The impact on businesses cuts across the board, however, according to a survey of 900 businesses by Mercer Human Resource Consulting. The report projects a 9.6 percent increase in health care spending per employee in 2005.
“For many employers, an increase of this magnitude—four times the rate of general inflation—is painful to consider,” said Mercer spokesman Blaine Bos. “And some just aren’t going to sit still for it.”
The Indianapolis Star and other papers play up the Families USA’s story in terms of health costs rising faster than incomes, but because employers pay a big share of insurance premiums, the premium increase was part of the increase in workers’ pay.
Thus, the Star reports:
Premium costs for private health insurance coverage grew 35.9 percent from 2000 to 2004, while average individual earnings grew 12.4 percent, according to the report. Health premiums paid by Hoosier workers rose by nearly 40 percent during that same period, while average earnings increased just 12 percent.
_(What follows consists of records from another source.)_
//! Eager hierarchical clustering of point layers.
//!
//! Low-zoom browsing must never scan the full POI set, so after the POI
//! layer loads we precompute one summary row per distinct administrative
//! key at each level: province, province:city, province:city:district.
//! The output is immutable until the layer reloads.

use crate::store::StoredFeature;
use geoatlas_types::{Feature, FeatureCollection, Geometry, JsonObject};
use serde::{Deserialize, Serialize};
use std::collections::BTreeMap;

/// Separator joining the property values of a grouping chain into a key.
const KEY_SEPARATOR: &str = ":";

/// Hierarchical grouping granularity for POI clustering.
#[derive(Debug, Clone, Copy, PartialEq, Eq, PartialOrd, Ord, Serialize, Deserialize)]
#[serde(rename_all = "lowercase")]
pub enum AggregationLevel {
    Province,
    City,
    District,
}

impl AggregationLevel {
    pub const ALL: [AggregationLevel; 3] = [
        AggregationLevel::Province,
        AggregationLevel::City,
        AggregationLevel::District,
    ];

    /// The ordered property-key chain this level groups by.
    pub fn chain(&self) -> &'static [&'static str] {
        match self {
            AggregationLevel::Province => &["province"],
            AggregationLevel::City => &["province", "city"],
            AggregationLevel::District => &["province", "city", "district"],
        }
    }

    pub fn as_str(&self) -> &'static str {
        match self {
            AggregationLevel::Province => "province",
            AggregationLevel::City => "city",
            AggregationLevel::District => "district",
        }
    }

    pub fn parse(s: &str) -> Option<Self> {
        match s {
            "province" => Some(AggregationLevel::Province),
            "city" => Some(AggregationLevel::City),
            "district" => Some(AggregationLevel::District),
            _ => None,
        }
    }
}

/// One cluster summary: a distinct group key with its member count and
/// centroid (arithmetic mean of member coordinates, not area-weighted).
#[derive(Debug, Clone, PartialEq, Serialize)]
pub struct AggregatedPoint {
    pub name: String,
    pub key: String,
    pub count: u64,
    pub lng: f64,
    pub lat: f64,
    pub level: AggregationLevel,
}

/// Precomputed aggregations for every level, built once at load time.
#[derive(Debug, Default)]
pub struct AggregateSet {
    levels: BTreeMap<AggregationLevel, Vec<AggregatedPoint>>,
}

impl AggregateSet {
    /// Aggregate a point layer over the given levels.
    ///
    /// A point with a null or missing value anywhere in a level's chain is
    /// excluded from that level (not an error); non-point features never
    /// contribute. Grouping goes through a `BTreeMap` and sums follow
    /// feature id order, so re-running on unchanged input is byte-identical.
    pub fn build(features: &[StoredFeature], levels: &[AggregationLevel]) -> Self {
        let mut set = Self::default();
        for level in levels {
            set.levels
                .insert(*level, aggregate_level(features, *level));
        }
        set
    }

    pub fn get(&self, level: AggregationLevel) -> &[AggregatedPoint] {
        self.levels.get(&level).map_or(&[], Vec::as_slice)
    }

    /// Cluster centroids as Point features, the serving representation.
    pub fn to_feature_collection(&self, level: AggregationLevel) -> FeatureCollection {
        self.get(level)
            .iter()
            .enumerate()
            .map(|(idx, point)| {
                let mut properties = JsonObject::new();
                properties.insert("name".to_string(), point.name.clone().into());
                properties.insert("key".to_string(), point.key.clone().into());
                properties.insert("count".to_string(), point.count.into());
                properties.insert("level".to_string(), level.as_str().into());
                properties.insert("isCluster".to_string(), true.into());
                Feature::new(
                    format!("{}-{}", level.as_str(), idx),
                    Geometry::Point([point.lng, point.lat]),
                    properties,
                )
            })
            .collect()
    }
}

struct Group {
    name: String,
    count: u64,
    sum_lng: f64,
    sum_lat: f64,
}

fn aggregate_level(features: &[StoredFeature], level: AggregationLevel) -> Vec<AggregatedPoint> {
    let chain = level.chain();
    let mut groups: BTreeMap<String, Group> = BTreeMap::new();

    for feature in features {
        let Geometry::Point([lng, lat]) = feature.geometry else {
            continue;
        };
        let Some(values) = chain_values(&feature.properties, chain) else {
            continue;
        };
        let key = values.join(KEY_SEPARATOR);
        let name = values.last().expect("chain is never empty").to_string();

        let group = groups.entry(key).or_insert_with(|| Group {
            name,
            count: 0,
            sum_lng: 0.0,
            sum_lat: 0.0,
        });
        group.count += 1;
        group.sum_lng += lng;
        group.sum_lat += lat;
    }

    groups
        .into_iter()
        .map(|(key, group)| AggregatedPoint {
            name: group.name,
            key,
            count: group.count,
            lng: group.sum_lng / group.count as f64,
            lat: group.sum_lat / group.count as f64,
            level,
        })
        .collect()
}

/// String values of the chain properties; `None` if any is null, missing,
/// or not a string.
fn chain_values<'a>(properties: &'a JsonObject, chain: &[&str]) -> Option<Vec<&'a str>> {
    chain
        .iter()
        .map(|key| properties.get(*key).and_then(|v| v.as_str()))
        .collect()
}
The analysis by the Lewin Group, a private health economics consulting firm, was done for Families USA, a consumer-oriented health advocacy group that has supported Democratic presidential nominee John Kerry’s health care proposals.
The findings are similar to those of nonpartisan entities such as the Kaiser Family Foundation and the Commerce Department.
Americans are spending a major portion of their annual incomes on health care, too. From 2000 to 2004, the number whose health care costs exceed one-fourth of their earnings rose to 14.3 million from 11.6 million.
The study ignores higher enrollment in Medicaid and the State Children’s Health Insurance Program, plus last year’s Medicare prescription drug law, said Health and Human Services spokesman Bill Pierce.